In principle JS may work but it is too slow for that. Function calls are too
pricey, no integer arithmetic, etc.

At least in my Sciter ([https://sciter.com](https://sciter.com)) element's
layout controller must have three methods:

    
    
        void calc_min_maxes() // calculates min-content and max-content
        int layout_width(int px_new_width);
        int layout_height(int px_new_height);
    

so it is quite easy to add new layout modes. This way I've added ()

    
    
        flow:grid(...); // a la display:grid
        flow:horizontal; // a la display:flexbox  
        flow:stack; // no alternatives in standard CSS
        etc.
    

Modern Java (and C# for that matter) are almost ideal for such things,
especially considering modern effective JITs and VMs.

------
Dunedan
Does somebody know what the remaining ~750 people are working on? How many of
them work on Firefox, Pocket, Lockwise, VPN, HR, marketing, ...? Is there
somewhere an overview about that?

Many here disapprove with the recent layoffs and especially the areas affected
by them, but I'd like to better understand how many people still work on
Firefox (desktop browser, mobile browsers, dev tools, servo, ...), compared to
topics like Pocket and VPN and supporting roles like HR or marketing, to get a
better picture of how how I feel about Mozilla's future.

------
mandreyel
A possible alternative source of income for Mozilla I think would be, and one
I haven’t seen mentioned before, providing consulting services in their areas
of expertise.

For example, demand for Rust engineers seems to be steadily increasing[1] and
I can’t think of a better company with a larger concentration of Rust
expertise than Mozilla.

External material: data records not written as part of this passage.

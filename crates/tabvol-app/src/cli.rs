use clap::Parser;

/// tabvol — per-tab audio volume messaging demo.
#[derive(Parser, Debug)]
#[command(name = "tabvol", version, about)]
pub struct Args {
    /// Debounce window for list-update notifications, in milliseconds.
    #[arg(long, default_value_t = 500)]
    pub debounce_ms: u64,

    /// Log level override (debug, info, warn, error).
    #[arg(long)]
    pub log_level: Option<String>,
}

pub fn parse() -> Args {
    Args::parse()
}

Perhaps the same could work for other areas (ex
frontend), but I’m biased toward Rust. Due to lack of experience in this
regard I’m not sure if this could actually work, but I could imagine
allocating part of their engineering time budget to consultation, whose income
would fund their core products.

[1] Besides all the articles popping up about starting to employ Rust by well
known companies, my anecdote as a full-time Rust SDE is that I’m getting more
and more requests on LinkedIn, and not just for the usual crypto roles.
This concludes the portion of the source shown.